台湾・Chang Gung Memorial HospitalのYu-Yao Huang氏らは、糖尿病性足潰瘍(DFU)患者236例を対象に、新規マクロファージ調節薬ON101と吸収性ドレッシング材の治療成績を比較する第Ⅲ相ランダム化比較試験(RCT)を実施。その結果、吸収性ドレッシング材群に対するON101群のDFU完全治癒発生のオッズ比(OR)は2.84と、優れた治癒効果を示したことをJAMA Netw Open2021; 4: e2122607)に発表した。

M1型を減衰およびM2型を活性化し、創傷治癒を促進

 DFUの治癒遅延の原因として、炎症に関与するM1マクロファージと組織修復に関与するM2マクロファージの調節不全が知られており、両マクロファージのバランスを回復させることが治癒の促進に重要となる。

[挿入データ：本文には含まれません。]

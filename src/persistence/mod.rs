//! Trade persistence.
//!
//! The repository is the source of truth between cycles. Within a cycle the
//! lifecycle controller loads trades, mutates them in place and writes them
//! back with `update` before calling `flush`.

mod memory;
mod sqlite;

pub use memory::InMemoryTradeRepository;
pub use sqlite::SqliteTradeRepository;

use async_trait::async_trait;
use rust_decimal::Decimal;

use crate::error::Result;
use crate::models::Trade;

/// Transactional store of trades.
#[async_trait]
pub trait TradeRepository: Send + Sync {
    /// All trades with `is_open` set.
    async fn get_open_trades(&self) -> Result<Vec<Trade>>;

    /// All trades with an order in flight.
    async fn get_open_order_trades(&self) -> Result<Vec<Trade>>;

    async fn get_trade(&self, trade_id: i64) -> Result<Option<Trade>>;

    /// Sum of stake currently tied up in open trades.
    async fn total_open_trades_stakes(&self) -> Result<Decimal>;

    /// Persist a new trade, returning it with its assigned id.
    async fn add(&self, trade: Trade) -> Result<Trade>;

    /// Persist in-place changes to an existing trade.
    async fn update(&self, trade: &Trade) -> Result<()>;

    async fn delete(&self, trade_id: i64) -> Result<()>;

    /// Commit point at the end of a unit of work.
    async fn flush(&self) -> Result<()> {
        Ok(())
    }
}
//! Candle cache feeding the strategy oracle.

use std::collections::HashMap;
use std::sync::Arc;

use async_trait::async_trait;
use futures::future::join_all;
use tokio::sync::RwLock;
use tracing::{debug, warn};

use crate::error::Result;
use crate::exchange::Exchange;
use crate::models::Candle;

/// Candles kept per pair/timeframe.
pub const DEFAULT_CANDLE_LIMIT: usize = 200;

/// Source of market data for strategies.
#[async_trait]
pub trait DataProvider: Send + Sync {
    /// Reload candles for every (pair, timeframe) in `pairs`.
    async fn refresh(&self, pairs: &[(String, String)]) -> Result<()>;

    /// Latest candles for a pair, oldest first. Empty if never refreshed.
    async fn ohlcv(&self, pair: &str, timeframe: &str) -> Vec<Candle>;
}

/// Data provider pulling candles from the exchange.
pub struct ExchangeDataProvider {
    exchange: Arc<dyn Exchange>,
    limit: usize,
    candles: RwLock<HashMap<(String, String), Vec<Candle>>>,
}

impl ExchangeDataProvider {
    pub fn new(exchange: Arc<dyn Exchange>) -> Self {
        Self::with_limit(exchange, DEFAULT_CANDLE_LIMIT)
    }

    pub fn with_limit(exchange: Arc<dyn Exchange>, limit: usize) -> Self {
        Self {
            exchange,
            limit,
            candles: RwLock::new(HashMap::new()),
        }
    }
}

#[async_trait]
impl DataProvider for ExchangeDataProvider {
    async fn refresh(&self, pairs: &[(String, String)]) -> Result<()> {
        let fetches = pairs.iter().map(|(pair, timeframe)| async move {
            let result = self.exchange.fetch_ohlcv(pair, timeframe, self.limit).await;
            (pair.clone(), timeframe.clone(), result)
        });

        let results = join_all(fetches).await;

        let mut candles = self.candles.write().await;
        for (pair, timeframe, result) in results {
            match result {
                Ok(data) => {
                    debug!(pair = %pair, timeframe = %timeframe, candles = data.len(), "Candles refreshed");
                    candles.insert((pair, timeframe), data);
                }
                // Keep the stale copy; the next cycle retries.
                Err(e) => warn!(pair = %pair, error = %e, "Failed to refresh candles"),
            }
        }

        Ok(())
    }

    async fn ohlcv(&self, pair: &str, timeframe: &str) -> Vec<Candle> {
        self.candles
            .read()
            .await
            .get(&(pair.to_string(), timeframe.to_string()))
            .cloned()
            .unwrap_or_default()
    }
}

 新規のマクロファージ調節薬であるON101は、インターロイキン(IL)-1βやIL-6などの炎症性サイトカインの産生を抑制してM1マクロファージを減衰させるPA-F4と、コラーゲン合成の増加や線維芽細胞の増殖およびケラチノサイトへの移行を刺激することによりM2マクロファージを活性化するCentella asiatica抽出物を含有する。糖尿病、肥満、脂質異常症のモデルマウス(db/dbマウス)においても、創傷治癒を促進する効果が示されている。

 今回Huang氏らは、DFUの治療におけるON101クリームの局所適用と吸収性ドレッシング材の成績を比較することを目的とし、2012年11月〜20年5月に米国、中国、台湾の21施設において第Ⅲ相多施設共同評価者盲検RCTを実施した。

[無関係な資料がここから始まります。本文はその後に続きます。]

//! Noise-floor calibration and trigger-threshold derivation.
//!
//! Both paths share one contract: given a silence-only reference level `L`,
//! `noise_floor = L` and `vad_threshold = clamp(L × multiplier, min, max)`.
//!
//! - **Explicit**: the mean of amplitude samples collected while the room is
//!   kept quiet ([`NoiseFloorCalibrator::calibrate_from_samples`]).
//! - **Periodic**: the lower quartile of the rolling history, assuming speech
//!   fills a minority of recent time ([`NoiseFloorCalibrator::maybe_recalibrate`]).

use std::time::Duration;

use chrono::{DateTime, Utc};
use serde::Serialize;
use tracing::{info, warn};

use super::history::{mean, RollingHistory};
use crate::config::CalibrationConfig;
use crate::error::{Result, VoxError};

/// Current noise floor and trigger threshold.
#[derive(Debug, Clone, PartialEq, Serialize)]
#[serde(rename_all = "camelCase")]
pub struct CalibrationState {
    pub noise_floor: f64,
    /// Always within `[min_threshold, max_threshold]`.
    pub vad_threshold: f64,
    pub last_calibration: Option<DateTime<Utc>>,
}

/// Owns the [`CalibrationState`] and decides when to refresh it.
#[derive(Debug, Clone)]
pub struct NoiseFloorCalibrator {
    config: CalibrationConfig,
    state: CalibrationState,
    /// Stream time after which the periodic path is due; `None` means due
    /// now.
    due_at: Option<Duration>,
}

impl NoiseFloorCalibrator {
    pub fn new(config: CalibrationConfig, initial_threshold: f64) -> Self {
        let state = CalibrationState {
            noise_floor: config.initial_noise_floor,
            vad_threshold: config.clamp_threshold(initial_threshold),
            last_calibration: None,
        };
        Self {
            config,
            state,
            due_at: None,
        }
    }

    /// Resume from a previously published state (e.g. an explicit
    /// calibration run before the stream started).
    ///
    /// The wall-clock age of `last_calibration` carries over: the periodic
    /// path becomes due once the interval has elapsed since that moment,
    /// which may already be the case at `now`.
    pub fn resume(config: CalibrationConfig, state: CalibrationState, now: Duration) -> Self {
        let due_at = state.last_calibration.and_then(|at| {
            let age = (Utc::now() - at).to_std().unwrap_or(Duration::ZERO);
            config
                .recalibration_interval()
                .checked_sub(age)
                .map(|left| now + left)
        });
        let state = CalibrationState {
            vad_threshold: config.clamp_threshold(state.vad_threshold),
            ..state
        };
        Self {
            config,
            state,
            due_at,
        }
    }

    pub fn state(&self) -> &CalibrationState {
        &self.state
    }

    pub fn threshold(&self) -> f64 {
        self.state.vad_threshold
    }

    pub fn config(&self) -> &CalibrationConfig {
        &self.config
    }

    /// Apply a reference level measured at stream time `now` (or outside any
    /// stream when `None`).
    pub fn apply_reference(&mut self, level: f64, now: Option<Duration>) -> &CalibrationState {
        let level = if level.is_finite() { level.max(0.0) } else { 0.0 };
        let raw = level * self.config.threshold_multiplier;
        self.state = CalibrationState {
            noise_floor: level,
            vad_threshold: self.config.clamp_threshold(raw),
            last_calibration: Some(Utc::now()),
        };
        self.due_at = now.map(|at| at + self.config.recalibration_interval());
        &self.state
    }

    /// Explicit calibration from amplitude samples captured in silence.
    ///
    /// # Errors
    /// `VoxError::CalibrationFailed` when `samples` is empty; the previous
    /// state is kept.
    pub fn calibrate_from_samples(&mut self, samples: &[f64]) -> Result<CalibrationState> {
        let Some(level) = mean(samples) else {
            warn!("calibration collected no samples; keeping previous threshold");
            return Err(VoxError::CalibrationFailed(
                "no audio received during calibration".into(),
            ));
        };
        let state = self.apply_reference(level, None).clone();
        info!(
            noise_floor = format_args!("{:.1}", state.noise_floor),
            vad_threshold = format_args!("{:.1}", state.vad_threshold),
            samples = samples.len(),
            "calibration complete"
        );
        Ok(state)
    }

    /// Whether the periodic path is due at stream time `now`.
    pub fn is_due(&self, now: Duration) -> bool {
        self.due_at.map_or(true, |at| now > at)
    }

    /// Re-estimate the noise floor from `history` if due and enough samples
    /// are available. Returns the new state when it changed.
    pub fn maybe_recalibrate(
        &mut self,
        history: &RollingHistory,
        now: Duration,
    ) -> Option<CalibrationState> {
        if !self.is_due(now) || history.len() < self.config.min_history_samples {
            return None;
        }
        let level = history.percentile(self.config.noise_percentile)?;
        let state = self.apply_reference(level, Some(now)).clone();
        info!(
            noise_floor = format_args!("{:.1}", state.noise_floor),
            vad_threshold = format_args!("{:.1}", state.vad_threshold),
            history = history.len(),
            "auto-recalibrated"
        );
        Some(state)
    }

    /// Manual threshold override, clamped like every other threshold.
    pub fn set_threshold(&mut self, threshold: f64) -> f64 {
        let clamped = self.config.clamp_threshold(threshold);
        if clamped != threshold {
            warn!(requested = threshold, applied = clamped, "threshold clamped");
        }
        self.state.vad_threshold = clamped;
        clamped
    }
}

 対象は、1~25cm2のDFUが4週間以上持続し、Wagnerグレード1/2のDFU患者236例(男性175例、平均年齢57.0歳、平均HbA1c値8.1%)。ON101を1日2回塗布する群(ON101群、122例)と吸収性ドレッシング材を1日1回または週2~3回交換する群(ドレッシング群、114例)に1:1でランダムに割り付け、16週間治療を実施し、治療終了から12週間後に追跡調査を行った。

 主要評価項目はDFUの完全治癒率とし、完全治癒は治療期間中の連続2回の来院時における完全な再上皮化と定義して、FAS解析で評価した。安全性については、有害事象の発生率、臨床検査値、バイタルサインを評価した。

完全治癒率はON101群で60.7%、ドレッシング材群で35.1%

 16週間の治療期間中の完全治癒率は、FAS解析ではドレッシング材群の35.1%(40例)に対してON101群では60.7%(74例)であった(OR 2.84、95%CI 1.66〜4.84、P<0.001)。modified intention-to-treat(mITT)解析でも同様の結果で、ドレッシング材群の33.9%(112例中38例)に対してON101群では61.9%(118例中73例)で潰瘍の完全治癒が見られた(同3.15、1.82〜5.43、P<0.001)。

 DFUの予後不良に関連するベースライン時の潰瘍期間、潰瘍の大きさ、HbA1c値のサブグループ解析では、ドレッシング材群と比較してON101群でそれぞれ完全治癒率の有意なORの上昇が認められた(HbA1c値9.0%以上でOR 3.14、95%CI 1.04〜9.50、P=0.04、潰瘍期間6カ月以上で同 3.99、1.09〜14.63、P=0.04、潰瘍面積5cm2超で同4.09、1.42〜11.80、P=0.009)。

 治療関連有害事象(TEAE)はON101群で7例(5.7%)、ドレッシング材群では5例(4.4%)であった。重篤なTEAEはON101群では発生しなかったが、ドレッシング材群では骨髄炎が1件(0.9%)発生した。

 以上から、ON101はDFUの治療において吸収性ドレッシング材単独よりも優れた有効性を示し、DFUの予後不良因子(HbA1c値9.0%以上、潰瘍期間6カ月以上、潰瘍面積5cm2超)を有する患者を含めても、その効果は一貫していた。

 Huang氏らは「本研究の結果は、保湿剤とは異なるマクロファージ調節薬であるON101が、慢性DFU患者の在宅ケアやプライマリケアにおけるフットケアの選択肢となることを示唆するものである」と結論している。